The Legislative Session schema will be updated to have a required field named active
to indicate if the session is currently receiving updates. Other portions of the code will be updated to use this field as needed, most notably the code that selects which session to run if no session is given on the command line, and the OpenStates.org search logic. This field will also be surfaced in the APIs so that downstream consumers can make decisions based upon it as they wish.
Additional care will be taken to add validation rules that either error out or warn loudly if the flag is potentially set incorrectly.
This helps address two major problems that are present right now:
- When scrapers are run, only the latest (by order of appearance in the metadata) session is scraped. Due to complex special session rules, that means that the active session information winds up within the task-definitions repository, where we add additional tasks for one-off re-scrapes, special sessions, etc. This also means when running locally, special care must be taken to run with the correct session=XYZ argument.
- When doing things like full text search, that should default to the current session- we use the same rule (latest in the metadata) whereas it might be more beneficial to search within multiple sessions or a session that is not the latest but is more likely to contain the bill(s) being searched for.

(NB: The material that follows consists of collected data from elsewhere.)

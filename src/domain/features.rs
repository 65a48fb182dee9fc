//! Model feature columns and the ordered feature vector.

use std::fmt;
use std::str::FromStr;

use serde::{Deserialize, Serialize};

/// One of the columns the preprocessing pipeline can produce.
///
/// Names are the training DataFrame column names.
#[derive(Debug, Clone, Copy, PartialEq, Eq, Hash, Serialize, Deserialize)]
#[serde(try_from = "String", into = "String")]
pub enum FeatureColumn {
    Gender,
    Age,
    Hypertension,
    HeartDisease,
    EverMarried,
    WorkType,
    ResidenceType,
    AvgGlucoseLevel,
    Bmi,
    SmokingStatus,
    AgeGroup,
    BmiCategory,
}

impl FeatureColumn {
    /// Column order of the training DataFrame.
    pub const TRAINING_ORDER: [Self; 12] = [
        Self::Gender,
        Self::Age,
        Self::Hypertension,
        Self::HeartDisease,
        Self::EverMarried,
        Self::WorkType,
        Self::ResidenceType,
        Self::AvgGlucoseLevel,
        Self::Bmi,
        Self::SmokingStatus,
        Self::AgeGroup,
        Self::BmiCategory,
    ];

    #[must_use]
    pub fn name(self) -> &'static str {
        match self {
            Self::Gender => "gender",
            Self::Age => "age",
            Self::Hypertension => "hypertension",
            Self::HeartDisease => "heart_disease",
            Self::EverMarried => "ever_married",
            Self::WorkType => "work_type",
            Self::ResidenceType => "Residence_type",
            Self::AvgGlucoseLevel => "avg_glucose_level",
            Self::Bmi => "bmi",
            Self::SmokingStatus => "smoking_status",
            Self::AgeGroup => "age_group",
            Self::BmiCategory => "bmi_category",
        }
    }
}

impl fmt::Display for FeatureColumn {
    fn fmt(&self, f: &mut fmt::Formatter<'_>) -> fmt::Result {
        f.write_str(self.name())
    }
}

impl FromStr for FeatureColumn {
    type Err = String;

    fn from_str(s: &str) -> Result<Self, Self::Err> {
        Self::TRAINING_ORDER
            .iter()
            .copied()
            .find(|c| c.name() == s)
            .ok_or_else(|| format!("Unknown feature column: {s:?}"))
    }
}

impl TryFrom<String> for FeatureColumn {
    type Error = String;

    fn try_from(s: String) -> Result<Self, Self::Error> {
        s.parse()
    }
}

impl From<FeatureColumn> for String {
    fn from(c: FeatureColumn) -> Self {
        c.name().to_string()
    }
}

/// Model-ready values, in the exact column order the model was trained on.
#[derive(Debug, Clone, PartialEq, Serialize)]
pub struct FeatureVector {
    columns: Vec<FeatureColumn>,
    values: Vec<f64>,
}

impl FeatureVector {
    #[must_use]
    pub fn columns(&self) -> &[FeatureColumn] {
        &self.columns
    }

    #[must_use]
    pub fn values(&self) -> &[f64] {
        &self.values
    }

    #[must_use]
    pub fn len(&self) -> usize {
        self.values.len()
    }

    #[must_use]
    pub fn is_empty(&self) -> bool {
        self.values.is_empty()
    }

    /// Value of a single column, if it was selected.
    #[must_use]
    pub fn get(&self, column: FeatureColumn) -> Option<f64> {
        self.columns
            .iter()
            .position(|c| *c == column)
            .map(|i| self.values[i])
    }
}

impl FromIterator<(FeatureColumn, f64)> for FeatureVector {
    fn from_iter<I: IntoIterator<Item = (FeatureColumn, f64)>>(iter: I) -> Self {
        let (columns, values) = iter.into_iter().unzip();
        Self { columns, values }
    }
}
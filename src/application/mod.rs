//! Application layer: Use cases and services.
//!
//! Orchestrates the domain types and the model port: the preprocessing
//! pipeline, the risk classifier, the prediction service, and batch scoring.

pub mod analytics;
pub mod batch;
pub mod classifier;
pub mod preprocessing;
mod service;

pub use analytics::BatchSummary;
pub use batch::{BatchProgress, BatchWorker, BatchWorkerHandle};
pub use service::{check_schema, LoadedArtifacts, PredictionService};
//! Derived ordinal features: age group and BMI category.
//!
//! Bins are right-inclusive and left-exclusive: a value sitting exactly on
//! an edge belongs to the bin whose upper edge it is. Values at or below the
//! lowest edge, or above the highest, fall in no bin.

use serde::{Deserialize, Serialize};

use super::patient::Categorical;

/// Assign `value` to the first bin in `bins` whose upper edge is `>= value`.
///
/// `bins` is an ordered list of `(upper_edge, label)` pairs; `lower` is the
/// exclusive left edge of the first bin. Returns `None` outside `(lower, last_upper]`.
#[must_use]
pub fn cut<L: Copy>(value: f64, lower: f64, bins: &[(f64, L)]) -> Option<L> {
    if value.is_nan() || value <= lower {
        return None;
    }
    bins.iter()
        .find(|(upper, _)| value <= *upper)
        .map(|(_, label)| *label)
}

#[derive(Debug, Clone, Copy, PartialEq, Eq, Hash, Serialize, Deserialize)]
pub enum AgeGroup {
    Young,
    Middle,
    Senior,
    Elderly,
}

impl AgeGroup {
    pub const LOWER_EDGE: f64 = 0.0;
    pub const BINS: [(f64, Self); 4] = [
        (30.0, Self::Young),
        (50.0, Self::Middle),
        (70.0, Self::Senior),
        (100.0, Self::Elderly),
    ];
    pub const RANGE: &'static str = "(0, 100]";

    #[must_use]
    pub fn from_age(age: f64) -> Option<Self> {
        cut(age, Self::LOWER_EDGE, &Self::BINS)
    }
}

impl Categorical for AgeGroup {
    const FIELD: &'static str = "age_group";
    const ALL: &'static [Self] = &[Self::Young, Self::Middle, Self::Senior, Self::Elderly];

    fn label(self) -> &'static str {
        match self {
            Self::Young => "Young",
            Self::Middle => "Middle",
            Self::Senior => "Senior",
            Self::Elderly => "Elderly",
        }
    }

    fn code(self) -> u8 {
        match self {
            Self::Young => 3,
            Self::Middle => 2,
            Self::Senior => 1,
            Self::Elderly => 0,
        }
    }
}

#[derive(Debug, Clone, Copy, PartialEq, Eq, Hash, Serialize, Deserialize)]
pub enum BmiCategory {
    Underweight,
    Normal,
    Overweight,
    Obese,
}

impl BmiCategory {
    pub const LOWER_EDGE: f64 = 0.0;
    pub const BINS: [(f64, Self); 4] = [
        (18.5, Self::Underweight),
        (25.0, Self::Normal),
        (30.0, Self::Overweight),
        (100.0, Self::Obese),
    ];
    pub const RANGE: &'static str = "(0, 100]";

    #[must_use]
    pub fn from_bmi(bmi: f64) -> Option<Self> {
        cut(bmi, Self::LOWER_EDGE, &Self::BINS)
    }
}

impl Categorical for BmiCategory {
    const FIELD: &'static str = "bmi_category";
    const ALL: &'static [Self] = &[
        Self::Underweight,
        Self::Normal,
        Self::Overweight,
        Self::Obese,
    ];

    fn label(self) -> &'static str {
        match self {
            Self::Underweight => "Underweight",
            Self::Normal => "Normal",
            Self::Overweight => "Overweight",
            Self::Obese => "Obese",
        }
    }

    fn code(self) -> u8 {
        match self {
            Self::Underweight => 3,
            Self::Normal => 2,
            Self::Overweight => 1,
            Self::Obese => 0,
        }
    }
}
//! # Strokewatch
//!
//! Stroke-risk inference from a previously trained binary classifier.
//!
//! This crate provides:
//! - The training-faithful preprocessing pipeline (imputation, binning,
//!   scaling, categorical encoding, column ordering)
//! - Threshold-based risk classification with independent risk tiers
//! - A prediction service with explicit readiness for form and HTTP callers
//!
//! ## Architecture
//!
//! The crate follows Hexagonal Architecture:
//! - `domain`: Core types (patient record, vocabularies, fitted state, results)
//! - `ports`: Trait definitions for external collaborators (the model)
//! - `adapters`: Concrete implementations (logistic model, artifact store, log sanitizing)
//! - `application`: Use cases (pipeline, classifier, service, batch scoring)
//! - `config`: Environment-driven runtime configuration

pub mod adapters;
pub mod application;
pub mod config;
pub mod domain;
pub mod ports;

#[cfg(test)]
pub(crate) mod test_support;

pub use application::PredictionService;
pub use domain::{PredictionResponse, PredictionResult, RawPatientRecord, RiskLevel};

/// Result type for Strokewatch operations
pub type Result<T> = std::result::Result<T, StrokeError>;

/// Main error type for Strokewatch
#[derive(Debug, thiserror::Error)]
pub enum StrokeError {
    #[error("Invalid input: {0}")]
    Validation(#[from] domain::ValidationError),

    #[error("Service unavailable: {0}")]
    ServiceUnavailable(String),

    #[error("Artifact error: {0}")]
    Artifact(#[from] domain::ArtifactError),

    #[error("Model computation failed: {0}")]
    Model(#[from] ports::ModelError),

    #[error("Configuration error: {0}")]
    Config(String),

    #[error("IO error: {0}")]
    Io(#[from] std::io::Error),

    #[error("Malformed request body: {0}")]
    Serialization(#[from] serde_json::Error),
}

/// Coarse error class, for callers that render errors over a transport.
#[derive(Debug, Clone, Copy, PartialEq, Eq)]
pub enum ErrorKind {
    /// Bad input; the caller should fix the request
    InvalidInput,
    /// Artifacts or configuration failed to load; the service is not ready
    Unavailable,
    /// Schema mismatch between pipeline and artifacts, or another internal fault
    Internal,
}

impl StrokeError {
    #[must_use]
    pub fn kind(&self) -> ErrorKind {
        match self {
            Self::Validation(_) | Self::Serialization(_) => ErrorKind::InvalidInput,
            Self::ServiceUnavailable(_) | Self::Artifact(_) | Self::Config(_) => {
                ErrorKind::Unavailable
            }
            Self::Model(_) | Self::Io(_) => ErrorKind::Internal,
        }
    }

    /// HTTP status an API layer should answer with.
    #[must_use]
    pub fn status_code(&self) -> u16 {
        match self.kind() {
            ErrorKind::InvalidInput => 400,
            ErrorKind::Unavailable => 503,
            ErrorKind::Internal => 500,
        }
    }

    #[must_use]
    pub fn to_response(&self) -> domain::ErrorResponse {
        let error = match self.kind() {
            ErrorKind::InvalidInput => "invalid_input",
            ErrorKind::Unavailable => "service_unavailable",
            ErrorKind::Internal => "internal",
        };
        domain::ErrorResponse {
            success: false,
            error: error.to_string(),
            detail: self.to_string(),
        }
    }
}
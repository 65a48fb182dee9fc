//! Strokewatch: stroke-risk inference from the command line.
//!
//! Usage:
//!
//! ```bash
//! strokewatch health
//! strokewatch predict [FILE|-]     # NDJSON records in, NDJSON responses out
//! strokewatch manifest [DIR]       # write manifest.json for an artifact directory
//! ```
//!
//! Results go to stdout. Logs go to stderr or a file, never stdout.

use std::fs::File;
use std::io::{self, BufRead, BufReader, BufWriter, Write};
use std::process::ExitCode;
use std::sync::Arc;

use anyhow::{bail, Context, Result};
use tracing_subscriber::{layer::SubscriberExt, util::SubscriberInitExt, EnvFilter};

use strokewatch::adapters::sanitize::SanitizingMakeWriter;
use strokewatch::adapters::{ArtifactStore, LogisticModel};
use strokewatch::application::{BatchProgress, BatchWorker};
use strokewatch::config::{LogMode, ServiceConfig};
use strokewatch::{PredictionService, RawPatientRecord, StrokeError};

const USAGE: &str = "usage: strokewatch <health | predict [FILE|-] | manifest [DIR]>";

fn init_logging(mode: &LogMode) -> Result<tracing_appender::non_blocking::WorkerGuard> {
    let (writer, guard) = match mode {
        LogMode::File(path) => {
            if let Some(parent) = path.parent().filter(|p| !p.as_os_str().is_empty()) {
                std::fs::create_dir_all(parent).with_context(|| {
                    format!("Failed to create log directory {}", parent.display())
                })?;
            }
            let file = std::fs::OpenOptions::new()
                .create(true)
                .append(true)
                .open(path)
                .with_context(|| format!("Failed to open log file {}", path.display()))?;
            tracing_appender::non_blocking(file)
        }
        LogMode::Stderr => tracing_appender::non_blocking(io::stderr()),
    };

    tracing_subscriber::registry()
        .with(EnvFilter::try_from_default_env().unwrap_or_else(|_| EnvFilter::new("info")))
        .with(tracing_subscriber::fmt::layer().with_writer(SanitizingMakeWriter::new(writer)))
        .init();

    Ok(guard)
}

fn build_service(config: &Result<ServiceConfig, StrokeError>) -> PredictionService<LogisticModel> {
    match config {
        Ok(config) => PredictionService::initialize(config),
        Err(e) => {
            tracing::error!("Invalid configuration: {e}");
            PredictionService::unavailable(e.to_string())
        }
    }
}

fn write_json<W: Write, T: serde::Serialize>(out: &mut W, value: &T) -> Result<()> {
    serde_json::to_writer(&mut *out, value)?;
    out.write_all(b"\n")?;
    Ok(())
}

fn run_health(config: &Result<ServiceConfig, StrokeError>) -> Result<ExitCode> {
    let service = build_service(config);
    let health = service.health();

    let mut out = io::stdout().lock();
    write_json(&mut out, &health)?;

    Ok(if health.is_healthy() {
        ExitCode::SUCCESS
    } else {
        ExitCode::FAILURE
    })
}

fn open_input(path: Option<&str>) -> Result<Box<dyn BufRead>> {
    match path {
        None | Some("-") => Ok(Box::new(BufReader::new(io::stdin()))),
        Some(path) => {
            let file = File::open(path).with_context(|| format!("Failed to open {path}"))?;
            Ok(Box::new(BufReader::new(file)))
        }
    }
}

fn run_predict(
    config: &Result<ServiceConfig, StrokeError>,
    input: Option<&str>,
) -> Result<ExitCode> {
    let workers = config.as_ref().map_or(1, |c| c.workers);
    let service = Arc::new(build_service(config));

    // One slot per non-blank input line; unparseable lines are answered directly.
    let mut outputs: Vec<Option<serde_json::Value>> = Vec::new();
    let mut records = Vec::new();
    let mut slots = Vec::new();

    for line in open_input(input)?.lines() {
        let line = line.context("Failed to read input")?;
        if line.trim().is_empty() {
            continue;
        }
        match serde_json::from_str::<RawPatientRecord>(&line) {
            Ok(record) => {
                slots.push(outputs.len());
                records.push(record);
                outputs.push(None);
            }
            Err(e) => {
                tracing::info!("Skipping malformed input line {}", outputs.len() + 1);
                let error = StrokeError::from(e).to_response();
                outputs.push(Some(serde_json::to_value(&error)?));
            }
        }
    }

    let handle = BatchWorker::spawn(Arc::clone(&service), records, workers);
    let mut all_ok = outputs.iter().all(Option::is_none);
    for progress in handle.iter() {
        match progress {
            BatchProgress::Scored { index, outcome } => {
                let value = match outcome {
                    Ok(response) => serde_json::to_value(&response)?,
                    Err(error) => serde_json::to_value(&error)?,
                };
                if let Some(output) = slots.get(index).and_then(|&slot| outputs.get_mut(slot)) {
                    *output = Some(value);
                }
            }
            BatchProgress::Finished(summary) => {
                all_ok &= summary.rejected == 0;
                tracing::info!(
                    "Scored {} of {} records (high={}, medium={}, low={})",
                    summary.scored,
                    summary.total,
                    summary.high,
                    summary.medium,
                    summary.low
                );
            }
        }
    }

    let mut out = BufWriter::new(io::stdout().lock());
    for output in outputs {
        match output {
            Some(value) => write_json(&mut out, &value)?,
            None => bail!("Batch worker stopped before scoring every record"),
        }
    }
    out.flush()?;

    Ok(if all_ok {
        ExitCode::SUCCESS
    } else {
        ExitCode::FAILURE
    })
}

fn run_manifest(
    config: &Result<ServiceConfig, StrokeError>,
    dir: Option<&str>,
) -> Result<ExitCode> {
    let dir = match (dir, config) {
        (Some(dir), _) => std::path::PathBuf::from(dir),
        (None, Ok(config)) => config.artifact_dir.clone(),
        (None, Err(e)) => bail!("Invalid configuration: {e}"),
    };

    let manifest = ArtifactStore::new(&dir, false)
        .write_manifest()
        .with_context(|| format!("Failed to write manifest for {}", dir.display()))?;

    let mut out = io::stdout().lock();
    write_json(&mut out, &manifest)?;
    Ok(ExitCode::SUCCESS)
}

fn main() -> Result<ExitCode> {
    let config = ServiceConfig::from_env();
    let log_mode = config
        .as_ref()
        .map_or(LogMode::Stderr, |c| c.log_mode.clone());
    let _guard = init_logging(&log_mode)?;

    let args: Vec<String> = std::env::args().skip(1).collect();
    let command = args.first().map(String::as_str);
    let operand = args.get(1).map(String::as_str);

    tracing::info!("Starting Strokewatch...");

    let code = match command {
        Some("health") => run_health(&config)?,
        Some("predict") => run_predict(&config, operand)?,
        Some("manifest") => run_manifest(&config, operand)?,
        _ => {
            eprintln!("{USAGE}");
            ExitCode::from(2)
        }
    };

    tracing::info!("Strokewatch shutdown complete.");
    Ok(code)
}
//! Model port: Trait for the trained binary classifier.
//!
//! The pipeline only needs one thing from a model: the probability of the
//! positive class for an already-encoded feature vector.

/// Error type for model evaluation.
#[derive(Debug, Clone, PartialEq, thiserror::Error)]
pub enum ModelError {
    #[error("Feature count mismatch: model expects {expected}, got {actual}")]
    ShapeMismatch { expected: usize, actual: usize },

    #[error("Feature {index} is not finite")]
    NonFiniteInput { index: usize },

    #[error("Model produced an invalid probability: {0}")]
    InvalidProbability(f64),
}

/// A trained binary classifier.
///
/// Implementations are immutable after loading and are shared across
/// threads, hence `Send + Sync`.
pub trait ProbabilityModel: Send + Sync {
    /// Number of input features the model was trained on.
    fn n_features(&self) -> usize;

    /// Training column names, in input order, when the artifact records them.
    fn feature_names(&self) -> Option<&[String]> {
        None
    }

    /// Estimated probability of the positive (stroke) class.
    ///
    /// # Errors
    /// Returns `ModelError::ShapeMismatch` if `features.len() != n_features()`.
    fn predict_proba(&self, features: &[f64]) -> Result<f64, ModelError>;
}

impl<M: ProbabilityModel + ?Sized> ProbabilityModel for Box<M> {
    fn n_features(&self) -> usize {
        (**self).n_features()
    }

    fn feature_names(&self) -> Option<&[String]> {
        (**self).feature_names()
    }

    fn predict_proba(&self, features: &[f64]) -> Result<f64, ModelError> {
        (**self).predict_proba(features)
    }
}
//! Preprocessing pipeline: raw patient record -> model-ready feature vector.
//!
//! Reproduces the training-time transformation exactly:
//!
//! 1. impute missing numerics (`age`, `avg_glucose_level`, `bmi`) with the fitted fills
//! 2. derive `age_group` / `bmi_category` from the unscaled values
//! 3. impute a missing `smoking_status` with the fitted mode
//! 4. standard-scale the numerics (after imputation, never before)
//! 5. encode every categorical through its closed vocabulary
//! 6. select and order columns as `feature_columns` dictates
//!
//! Pure: the only inputs are the record and the immutable fitted state.

use crate::domain::{
    AgeGroup, BmiCategory, Categorical, EverMarried, FeatureColumn, FeatureVector, FittedState,
    FlagInput, Gender, LabelInput, NumericColumns, NumericInput, RawPatientRecord, ResidenceType,
    ScalerParams, SmokingStatus, ValidationError, WorkType,
};

/// Categorical fields after parsing, before encoding.
#[derive(Debug, Clone, Copy, PartialEq)]
pub struct ParsedCategoricals {
    pub gender: Gender,
    pub hypertension: u8,
    pub heart_disease: u8,
    pub ever_married: EverMarried,
    pub work_type: WorkType,
    pub residence_type: ResidenceType,
}

/// All columns as model inputs, before column selection.
#[derive(Debug, Clone, Copy, PartialEq)]
pub struct EncodedRow {
    pub gender: f64,
    pub age: f64,
    pub hypertension: f64,
    pub heart_disease: f64,
    pub ever_married: f64,
    pub work_type: f64,
    pub residence_type: f64,
    pub avg_glucose_level: f64,
    pub bmi: f64,
    pub smoking_status: f64,
    pub age_group: f64,
    pub bmi_category: f64,
}

impl EncodedRow {
    #[must_use]
    pub fn value(&self, column: FeatureColumn) -> f64 {
        match column {
            FeatureColumn::Gender => self.gender,
            FeatureColumn::Age => self.age,
            FeatureColumn::Hypertension => self.hypertension,
            FeatureColumn::HeartDisease => self.heart_disease,
            FeatureColumn::EverMarried => self.ever_married,
            FeatureColumn::WorkType => self.work_type,
            FeatureColumn::ResidenceType => self.residence_type,
            FeatureColumn::AvgGlucoseLevel => self.avg_glucose_level,
            FeatureColumn::Bmi => self.bmi,
            FeatureColumn::SmokingStatus => self.smoking_status,
            FeatureColumn::AgeGroup => self.age_group,
            FeatureColumn::BmiCategory => self.bmi_category,
        }
    }
}

fn present_label<T: Categorical>(
    raw: Option<&LabelInput>,
) -> Result<Option<&str>, ValidationError> {
    Ok(raw.map(LabelInput::label::<T>).transpose()?.flatten())
}

fn parse_required<T: Categorical>(raw: Option<&LabelInput>) -> Result<T, ValidationError> {
    match present_label::<T>(raw)? {
        Some(label) => T::parse(label),
        None => Err(ValidationError::MissingField { field: T::FIELD }),
    }
}

fn resolve_flag(raw: Option<&FlagInput>, field: &'static str) -> Result<u8, ValidationError> {
    raw.ok_or(ValidationError::MissingField { field })?
        .resolve(field)
}

fn resolve_numeric(
    raw: Option<&NumericInput>,
    field: &'static str,
    fill: f64,
) -> Result<f64, ValidationError> {
    let value = match raw {
        Some(input) => input.resolve(field)?,
        None => None,
    };
    Ok(value.unwrap_or_else(|| {
        tracing::debug!("Imputing missing '{}' with fitted value", field);
        fill
    }))
}

/// Parse the categoricals and flags that have no imputation rule.
///
/// # Errors
/// Returns `MissingField` for an absent value and `UnknownCategory` /
/// `InvalidFlag` for a value outside its vocabulary.
pub fn parse_categoricals(
    record: &RawPatientRecord,
) -> Result<ParsedCategoricals, ValidationError> {
    Ok(ParsedCategoricals {
        gender: parse_required(record.gender.as_ref())?,
        hypertension: resolve_flag(record.hypertension.as_ref(), "hypertension")?,
        heart_disease: resolve_flag(record.heart_disease.as_ref(), "heart_disease")?,
        ever_married: parse_required(record.ever_married.as_ref())?,
        work_type: parse_required(record.work_type.as_ref())?,
        residence_type: parse_required(record.residence_type.as_ref())?,
    })
}

/// Step 1: fill missing numerics from the numeric imputer.
///
/// # Errors
/// Returns `MalformedNumeric` for a present value that is not a number.
pub fn impute_numeric(
    record: &RawPatientRecord,
    fills: &NumericColumns,
) -> Result<NumericColumns, ValidationError> {
    Ok(NumericColumns {
        age: resolve_numeric(record.age.as_ref(), "age", fills.age)?,
        avg_glucose_level: resolve_numeric(
            record.avg_glucose_level.as_ref(),
            "avg_glucose_level",
            fills.avg_glucose_level,
        )?,
        bmi: resolve_numeric(record.bmi.as_ref(), "bmi", fills.bmi)?,
    })
}

/// Step 2: derive the ordinal bins from unscaled values.
///
/// # Errors
/// Returns `OutOfRange` when a value falls outside every bin.
pub fn derive_bins(numeric: &NumericColumns) -> Result<(AgeGroup, BmiCategory), ValidationError> {
    let age_group = AgeGroup::from_age(numeric.age).ok_or(ValidationError::OutOfRange {
        field: "age",
        value: numeric.age,
        range: AgeGroup::RANGE,
    })?;
    let bmi_category = BmiCategory::from_bmi(numeric.bmi).ok_or(ValidationError::OutOfRange {
        field: "bmi",
        value: numeric.bmi,
        range: BmiCategory::RANGE,
    })?;
    Ok((age_group, bmi_category))
}

/// Step 3: fill a missing `smoking_status` with the fitted mode.
///
/// Absent, empty and the dataset's `Unknown` marker all count as missing.
///
/// # Errors
/// Returns `UnknownCategory` for any other label outside the vocabulary.
pub fn impute_smoking_status(
    raw: Option<&LabelInput>,
    fill: SmokingStatus,
) -> Result<SmokingStatus, ValidationError> {
    match present_label::<SmokingStatus>(raw)? {
        None | Some(SmokingStatus::UNKNOWN_MARKER) => Ok(fill),
        Some(s) => SmokingStatus::parse(s),
    }
}

/// Step 4: `(x - mean) / scale` per numeric column.
#[must_use]
pub fn scale_numeric(numeric: &NumericColumns, scaler: &ScalerParams) -> NumericColumns {
    let z = |x: f64, mean: f64, scale: f64| (x - mean) / scale;
    NumericColumns {
        age: z(numeric.age, scaler.mean.age, scaler.scale.age),
        avg_glucose_level: z(
            numeric.avg_glucose_level,
            scaler.mean.avg_glucose_level,
            scaler.scale.avg_glucose_level,
        ),
        bmi: z(numeric.bmi, scaler.mean.bmi, scaler.scale.bmi),
    }
}

/// Step 5: integer-encode the categoricals and assemble the full row.
#[must_use]
pub fn encode(
    scaled: &NumericColumns,
    categoricals: &ParsedCategoricals,
    smoking_status: SmokingStatus,
    bins: (AgeGroup, BmiCategory),
) -> EncodedRow {
    let code = |c: u8| f64::from(c);
    EncodedRow {
        gender: code(categoricals.gender.code()),
        age: scaled.age,
        hypertension: code(categoricals.hypertension),
        heart_disease: code(categoricals.heart_disease),
        ever_married: code(categoricals.ever_married.code()),
        work_type: code(categoricals.work_type.code()),
        residence_type: code(categoricals.residence_type.code()),
        avg_glucose_level: scaled.avg_glucose_level,
        bmi: scaled.bmi,
        smoking_status: code(smoking_status.code()),
        age_group: code(bins.0.code()),
        bmi_category: code(bins.1.code()),
    }
}

/// Step 6: keep exactly `columns`, in that order.
#[must_use]
pub fn select_columns(row: &EncodedRow, columns: &[FeatureColumn]) -> FeatureVector {
    columns.iter().map(|&c| (c, row.value(c))).collect()
}

/// Run the full pipeline.
///
/// # Errors
/// Returns `ValidationError` when the record cannot be encoded faithfully.
pub fn transform(
    record: &RawPatientRecord,
    state: &FittedState,
) -> Result<FeatureVector, ValidationError> {
    let categoricals = parse_categoricals(record)?;
    let numeric = impute_numeric(record, &state.imputer_num)?;
    let bins = derive_bins(&numeric)?;
    let smoking_status = impute_smoking_status(
        record.smoking_status.as_ref(),
        state.imputer_cat.smoking_status,
    )?;
    let scaled = scale_numeric(&numeric, &state.scaler);
    let row = encode(&scaled, &categoricals, smoking_status, bins);

    let features = select_columns(&row, &state.feature_columns);
    tracing::debug!(
        "Transformed record into {} features (age_group={}, bmi_category={})",
        features.len(),
        bins.0.label(),
        bins.1.label()
    );
    Ok(features)
}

The main alternative considered was the idea to use begin & end dates instead (see #29). It was pointed out that there are a lot of special cases which would render this solution ineffective, for example:
- IL governor sometimes signs bills from the previous session even after the new one started, this year I think that happened as late as march 2022 after 2021 regular session close.
- VA as of August 2021 is in a state where the Regular session is getting updates (from the executive) despite being adjourned. Special #1 is finished, and Special #2 is actively meeting.
- Prefiles will need to be considered active before their start date to be scraped.
These cases make using start & end date fraught, as we'd wind up needing to manipulate them to our needs or still falling back to overrides.
This will be an extra piece of data to manually maintain across each state. It is somewhat redundant with the begin & end date (but not entirely, as noted above in Rationale).
It is not unlikely that we'll run into issues where we forget to update the flag & continue to scrape old sessions. As noted in the specification, special care will be taken to try to add checks for this behavior that run alongside the session check code that runs at scraper start.
James will take the lead on adding this to openstates-core:
- schema support for LegislativeSession.active
- expose & document new flag in APIs
- additional checks at scraper start that the active session list is sane
- an automated update across all jurisdictions to set active sessions (defaulting to use current last-is-active logic)
- fix
os-update
command to use new logic - fix OpenStates.org search to use active sessions by default instead of current logic which assesses latest session with any bills
This document has been placed in the public domain per the Creative Commons CC0 1.0 Universal license.